All procedures for preparation of CNVs and M/S@Lipo nanovaccines were conducted under sterile conditions.

Characterizations of CNVs and M/S@Lipo Nanovaccines

The fluorescent 4T1 cells were obtained after incubation with DiD (10 µg mL⁻¹) in PBS solution (2 mL) and then cells were treated with CB (10 µg mL⁻¹) according to procedure described previously to prepare fluorescent MVs. Afterward, fluorescent NVs were obtained via extrusion of these fluorescent MVs. CB‐treated fluorescent 4T1 cells, MVs, and NVs were observed by CLSM (SP50, Leica). To prepare fluorescent CNVs, 1 mg DiD‐labeled NVs were incubated with various amounts of fluorescein‐conjugated CpG‐CHO at 37 °C for 4 h. The fluorescent CNVs were imaged by SIM with DeltaVision OMX V3. The morphology of CNVs and M/S@Lipo was characterized by TEM using JEM‐2100F and JEM‐1400F, respectively. Their sizes and zeta potentials were measured by DLS using ZetaSizer Nano Series (Malvern).

SDS‐PAGE and Western Blotting

The membrane proteins of tumor cells, MVs, and CNVs were prepared by using cell membrane protein extraction kit and further determined by the BCA assay kit. Afterward, all samples with equal protein amount were added into the wells and separated in 10% acrylamide/bisacrylamide gel.
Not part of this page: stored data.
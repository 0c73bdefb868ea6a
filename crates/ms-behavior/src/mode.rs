//! Control modes, processes, and the outcome of running them.

use std::collections::HashMap;

use tracing::trace;

use ms_core::{AgentId, Event, ModeId};

use crate::{AgentView, BehaviorError, BehaviorResult, FlowCondition, JumpCondition, RuleError, Site};

// ── Outcome ───────────────────────────────────────────────────────────────────

/// Result of running a [`Process`] or a [`ControlMode`].
#[derive(Clone, Debug, PartialEq)]
pub enum Outcome {
    /// Every process ran to the end without a jump.
    Continue,
    /// A jump condition fired; the payload is its resolved target.
    Jumped(ModeId),
    /// A rule failed.  The pass stopped at the failing process.
    Failed(RuleError),
}

impl Outcome {
    /// `true` unless a jump occurred.  A failed pass counts as complete.
    #[inline]
    pub fn is_complete(&self) -> bool {
        !matches!(self, Outcome::Jumped(_))
    }
}

// ── Process ───────────────────────────────────────────────────────────────────

/// An ordered group of jump conditions followed by flow conditions.
#[derive(Debug, Default)]
pub struct Process {
    jumps: Vec<JumpCondition>,
    flows: Vec<FlowCondition>,
}

impl Process {
    pub fn new() -> Self {
        Self::default()
    }

    pub fn jump(mut self, condition: JumpCondition) -> Self {
        self.jumps.push(condition);
        self
    }

    pub fn flow(mut self, condition: FlowCondition) -> Self {
        self.flows.push(condition);
        self
    }

    pub fn add_jump(&mut self, condition: JumpCondition) {
        self.jumps.push(condition);
    }

    pub fn add_flow(&mut self, condition: FlowCondition) {
        self.flows.push(condition);
    }

    pub fn jumps(&self) -> &[JumpCondition] {
        &self.jumps
    }

    pub fn flows(&self) -> &[FlowCondition] {
        &self.flows
    }

    /// The first jump condition that fires ends the process with
    /// [`Outcome::Jumped`].  If none fires, every flow condition runs; a flow
    /// condition's flag does not stop the others.
    pub fn execute(
        &mut self,
        event:    &Event,
        agent:    &AgentView,
        mut site: Option<&mut Site<'_>>,
    ) -> Outcome {
        for jump in &mut self.jumps {
            match jump.evaluate(event, agent, site.as_mut().map(|s| &mut **s)) {
                Ok(true) => {
                    return match jump.target() {
                        Some(target) => {
                            trace!(
                                agent  = %agent.id,
                                from   = %agent.mode,
                                to     = %target,
                                time   = event.time(),
                                "jump condition fired"
                            );
                            Outcome::Jumped(target)
                        }
                        None => Outcome::Failed(RuleError::UnresolvedTarget(
                            jump.target_name().to_owned(),
                        )),
                    };
                }
                Ok(false) => {}
                Err(e) => return Outcome::Failed(e),
            }
        }

        for flow in &mut self.flows {
            if let Err(e) = flow.evaluate(event, agent, site.as_mut().map(|s| &mut **s)) {
                return Outcome::Failed(e);
            }
        }
        Outcome::Continue
    }
}

// ── ControlMode ───────────────────────────────────────────────────────────────

/// A named state of an agent's automaton.
#[derive(Debug)]
pub struct ControlMode {
    name:      String,
    processes: Vec<Process>,
}

impl ControlMode {
    pub fn new(name: impl Into<String>) -> Self {
        Self { name: name.into(), processes: Vec::new() }
    }

    pub fn process(mut self, process: Process) -> Self {
        self.processes.push(process);
        self
    }

    pub fn add_process(&mut self, process: Process) {
        self.processes.push(process);
    }

    pub fn name(&self) -> &str {
        &self.name
    }

    pub fn processes(&self) -> &[Process] {
        &self.processes
    }

    /// Run the processes in registration order, stopping at the first one
    /// that jumps or fails.
    pub fn execute(
        &mut self,
        event:    &Event,
        agent:    &AgentView,
        mut site: Option<&mut Site<'_>>,
    ) -> Outcome {
        for process in &mut self.processes {
            let outcome = process.execute(event, agent, site.as_mut().map(|s| &mut **s));
            if outcome != Outcome::Continue {
                return outcome;
            }
        }
        Outcome::Continue
    }
}

// ── ModeSet ───────────────────────────────────────────────────────────────────

/// An agent's control modes, addressed by [`ModeId`] in registration order.
#[derive(Debug, Default)]
pub struct ModeSet {
    modes: Vec<ControlMode>,
    built: bool,
}

impl ModeSet {
    pub fn new() -> Self {
        Self::default()
    }

    /// Register a mode.  Adding a mode invalidates any previous build.
    pub fn add(&mut self, mode: ControlMode) -> ModeId {
        let id = ModeId(self.modes.len() as u16);
        self.modes.push(mode);
        self.built = false;
        id
    }

    pub fn get(&self, id: ModeId) -> Option<&ControlMode> {
        self.modes.get(id.index())
    }

    pub fn get_mut(&mut self, id: ModeId) -> Option<&mut ControlMode> {
        self.modes.get_mut(id.index())
    }

    /// First mode registered under `name`.
    pub fn by_name(&self, name: &str) -> Option<ModeId> {
        self.modes
            .iter()
            .position(|m| m.name == name)
            .map(|i| ModeId(i as u16))
    }

    /// The mode new cells and new global agents start in.
    pub fn first(&self) -> Option<ModeId> {
        (!self.modes.is_empty()).then_some(ModeId::FIRST)
    }

    pub fn len(&self) -> usize {
        self.modes.len()
    }

    pub fn is_empty(&self) -> bool {
        self.modes.is_empty()
    }

    pub fn is_built(&self) -> bool {
        self.built
    }

    pub fn iter(&self) -> impl Iterator<Item = (ModeId, &ControlMode)> + '_ {
        self.modes.iter().enumerate().map(|(i, m)| (ModeId(i as u16), m))
    }

    /// Resolve every jump target name against this set.
    ///
    /// Stops at the first unknown name.  Targets resolved before that point
    /// keep their resolution, so a failed set is partially configured and
    /// must not be run.
    pub fn build(&mut self, agent: AgentId) -> BehaviorResult<()> {
        self.built = false;

        let mut names: HashMap<String, ModeId> = HashMap::with_capacity(self.modes.len());
        for (i, mode) in self.modes.iter().enumerate() {
            names.entry(mode.name.clone()).or_insert(ModeId(i as u16));
        }

        for mode in &mut self.modes {
            for process in &mut mode.processes {
                for jump in &mut process.jumps {
                    let Some(&target) = names.get(jump.target_name()) else {
                        return Err(BehaviorError::UnresolvedTarget {
                            agent,
                            mode:   mode.name.clone(),
                            target: jump.target_name().to_owned(),
                        });
                    };
                    jump.resolve(target);
                }
            }
        }

        self.built = true;
        Ok(())
    }
}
For SDS‐PAGE analysis, the gel was stained with Coomassie Brilliant Blue dye and imaged by MF‐ChemiBIS 3.2 imaging system (DNR). For Western blotting analysis, proteins in the gel were transferred to a polyvinylidene fluoride membrane, which were then incubated with primary antibodies (Na⁺/K⁺ ATPase‐α1, CD44 ,CD47, or EPCAM) (1:1000) at 4 °C overnight, followed by incubation with horseradish peroxidase (HRP)‐conjugated secondary antibodies (1:5000) at RT for 2 h. Proteins were visualized with HRP‐enhanced chemiluminescence (ECL) and imaged by MF‐ChemiBIS 3.2 imaging system (DNR).

DCs Uptake and Activation In Vitro

BMDCs were derived from bone marrow cells using standard protocol.^[ ⁶¹ ^] Briefly, bone marrow cells were isolated from the femurs and tibias of mice, and then cultured in RPMI‐1640 medium containing FBS (10%, v/v), penicillin‐streptomycin (1%, v/v), GM‐CSF (10 ng mL⁻¹), and IL‐4 (20 ng mL⁻¹) at 37 °C in a humidified atmosphere containing 5% CO₂. After 5 d, BMDCs were collected for further use.
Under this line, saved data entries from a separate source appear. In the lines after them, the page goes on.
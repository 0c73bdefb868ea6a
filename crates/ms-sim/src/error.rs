use thiserror::Error;

use ms_behavior::BehaviorError;
use ms_core::{AgentId, CoreError};
use ms_spatial::SpatialError;

#[derive(Debug, Error)]
pub enum SimError {
    #[error("environment configuration error: {0}")]
    Config(#[from] CoreError),

    #[error("agent {0} is already registered in this environment")]
    DuplicateAgent(AgentId),

    #[error("an agent is borrowed elsewhere and cannot be registered")]
    AgentBorrowed,

    #[error("cellular space #{0} is borrowed elsewhere")]
    SpaceBorrowed(usize),

    #[error(transparent)]
    Behavior(#[from] BehaviorError),

    #[error(transparent)]
    Spatial(#[from] SpatialError),
}

pub type SimResult<T> = Result<T, SimError>;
To investigate DCs uptake, MVs, NVs, and CNVs were prelabeled with fluorescent dye DiD (10 µg mL⁻¹). The total protein amounts of MVs, NVs, and CNVs were quantified by using Micro BCA protein assay kit. After 6 h incubation with 10 µg protein amounts of MVs, NVs, NVs plus CpG (2 µg), or CNVs (containing 2 µg CpG), BMDCs were collected and stained with FITC‐CD11c antibody for flow cytometry analysis.

To evaluate DCs activation ability of CNVs nanovaccines, BMDCs were incubated with nonlabeled formulations aforementioned for 24 h. Then cells were collected and stained with FITC‐CD11c, PE‐CD40, APC/Cy7‐CD86, eFluor 450‐MHC II, BV510‐MHC I, and APC‐CD80 antibodies. Meanwhile, the corresponding cell culture supernatants of BMDCs were collected to detect the secretion levels of IL‐6, IL‐12, TNF‐α, and MCP‐1 using CBA mouse inflammation kit.

Similarly, BMDCs incubated with blank Lipo, MPLA (1 µg), SIINFEKL peptide (10 µg), SIINFEKL peptide plus MPLA, or M/S@Lipo (containing 1 µg MPLA and 10 µg SIINFEKL peptide) for 24 h were collected and stained with FTIC‐CD11c, APC‐MHC I‐SIINFEKL, and APC/Cy7‐CD86 antibodies to detect the expression of CD86 and MHC I‐SIINFEKL.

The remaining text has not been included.